Extraction behaviors of rare-earths in the mixed sulfur-phosphorus acid leaching solutions of scheelite

Leaching of scheelite by adopting the sulfur-phosphorus mixed acid allowed the accompanied rare-earth elements to enter a leaching solution. The leaching solution contained ions that could be coordinated with rare-earth ions, such as phosphotungstic acid anions, sulfate anions and phosphate anions, among others. To efficiently extract rare earths from the leachate, the extraction behavior of rare-earth ions in the solution was examined.
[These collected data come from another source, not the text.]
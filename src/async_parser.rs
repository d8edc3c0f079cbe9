use tokio::io::{AsyncRead, AsyncReadExt};

use crate::decode::StreamDecoder;
use crate::error::Result;
use crate::events::EventSink;
use crate::parser::{CancelToken, ParserBuilder, Session};
use crate::progress::Progress;

impl ParserBuilder {
    /// Build a parser that reads from an arbitrary `tokio::io::AsyncRead`.
    ///
    /// This requires the `async` feature.
    pub fn from_async_reader<R>(&self, rdr: R) -> AsyncParser<R>
    where
        R: AsyncRead + Unpin,
    {
        AsyncParser {
            rdr,
            builder: self.clone(),
            cancel: CancelToken::new(),
            progress: Progress::new(),
        }
    }
}

/// The asynchronous flavor of [`Parser`].
///
/// Suspension happens only while a chunk is read from the source; events
/// are delivered in exactly the order and with exactly the content of a
/// synchronous parse of the same bytes. Which thread observes them depends
/// on the runtime driving the future, never their order.
///
/// [`Parser`]: struct.Parser.html
pub struct AsyncParser<R> {
    rdr: R,
    builder: ParserBuilder,
    cancel: CancelToken,
    progress: Progress,
}

impl<R: AsyncRead + Unpin> AsyncParser<R> {
    /// A token that cancels this parse when triggered.
    pub fn cancel_token(&self) -> CancelToken {
        self.cancel.clone()
    }

    /// A handle reporting this parse's progress.
    pub fn progress(&self) -> Progress {
        self.progress.clone()
    }

    /// Parse the source to completion, pushing events into `sink`.
    ///
    /// The contract is identical to the synchronous `Parser::parse`.
    pub async fn parse<S: EventSink>(self, sink: &mut S) -> Result<()> {
        let AsyncParser { mut rdr, builder, cancel, progress } = self;
        let mut session =
            Session::new(builder.core().build()?, cancel, progress.clone());
        let mut decoder = StreamDecoder::new(progress);
        let mut scratch = vec![0; builder.capacity()];

        sink.on_document_begin();
        let result = async {
            loop {
                let n = rdr.read(&mut scratch).await?;
                session.add_bytes(n as u64);
                if n == 0 {
                    let tail = decoder.feed(&[], true);
                    session.feed(tail, sink)?;
                    return session.finish(sink);
                }
                let chunk = decoder.feed(&scratch[..n], false);
                session.feed(chunk, sink)?;
            }
        }
        .await;
        match result {
            Ok(()) => {
                sink.on_document_end();
                Ok(())
            }
            Err(err) => {
                sink.on_failure(&err);
                Err(err)
            }
        }
    }
}
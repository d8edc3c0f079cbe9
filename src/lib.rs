/*!
`dsv` is a streaming, event-driven parser and writer for
delimiter-separated text: CSV and the dialect variations that show up
around it (semicolon and tab delimiters, `#` comment lines, backslash
escapes, the spreadsheet `="…"` forced-text idiom).

Parsing is push-based: the parser reads its source a chunk at a time,
drives a character-level state machine over it and reports document, record,
field and comment boundaries to an [`EventSink`] as it recognizes them. The
whole input is never resident in memory, and splitting the input differently
never changes what is reported. The paired [`Writer`] is the exact inverse:
fields it writes read back as the same fields under the same dialect.

# Reading

```
use dsv::{ParserBuilder, RecordCollector};

# fn main() -> Result<(), dsv::Error> {
let data = "\
city,region
Olympia,WA
\"Hill Valley\",CA
";
let mut sink = RecordCollector::new();
ParserBuilder::new().from_str(data).parse(&mut sink)?;
assert_eq!(sink.records()[2], vec!["Hill Valley", "CA"]);
# Ok(())
# }
```

# Writing

```
use dsv::WriterBuilder;

# fn main() -> Result<(), dsv::Error> {
let mut wtr = WriterBuilder::new().from_writer(vec![]);
wtr.write_record(&["city", "region"])?;
wtr.write_record(&["Hill Valley", "CA"])?;
let out = wtr.into_inner()?;
assert_eq!(out, b"city,region\nHill Valley,CA\n".to_vec());
# Ok(())
# }
```

Consumers that want callbacks rather than collected rows implement
[`EventSink`] (every method defaults to a no-op) or assemble a
[`ClosureSink`]. Long parses can be observed through [`Progress`] and
stopped through [`CancelToken`]. With the `async` feature enabled, the same
events can be driven from a `tokio::io::AsyncRead` via `AsyncParser`.
*/

#![deny(missing_docs)]

pub use dsv_core::{
    ConfigError, ParseErrorKind, QuoteStyle, Terminator,
};

pub use crate::error::{Error, Result};
pub use crate::events::{ClosureSink, EventSink, RecordCollector};
pub use crate::parser::{CancelToken, Parser, ParserBuilder};
pub use crate::progress::{Position, Progress};
pub use crate::writer::{Writer, WriterBuilder};

#[cfg(feature = "async")]
pub use crate::async_parser::AsyncParser;

#[cfg(feature = "async")]
mod async_parser;
mod decode;
mod error;
mod events;
mod parser;
mod progress;
mod writer;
Experimental results indicated that when the solution pH was lower than 1, phosphotungstic acid existed in the form of Keggin-type (1:12) [PW12O40]3 −, which exhibited a relatively poor complexing ability. Thus, secondary carbon primary-amine (N1923) could only extract phosphotungstic acid anions without extracting rare earths. As pH increased, a number of WO groups were dropped from the [PW12O40]3 − ion to form unsaturated phosphotungstic acid. Unsaturated phosphotungstic acid anions with rare-earth ions exhibited a complexing ability stronger than that with SO42 −. Rare-earth ions were mainly complex with unsaturated phosphotungstic acid to form stable anions in the solution and could be extracted completely by the anionic extractant N1923. Meanwhile, the cationic extractant P204 could hardly extract rare earths. As the pH rose and exceeded 2.75, the concentration of PO43 − increased, rendering the complexation between the rare-earth ions and PO43 − dominant. Hence, rare-earth ions were precipitated.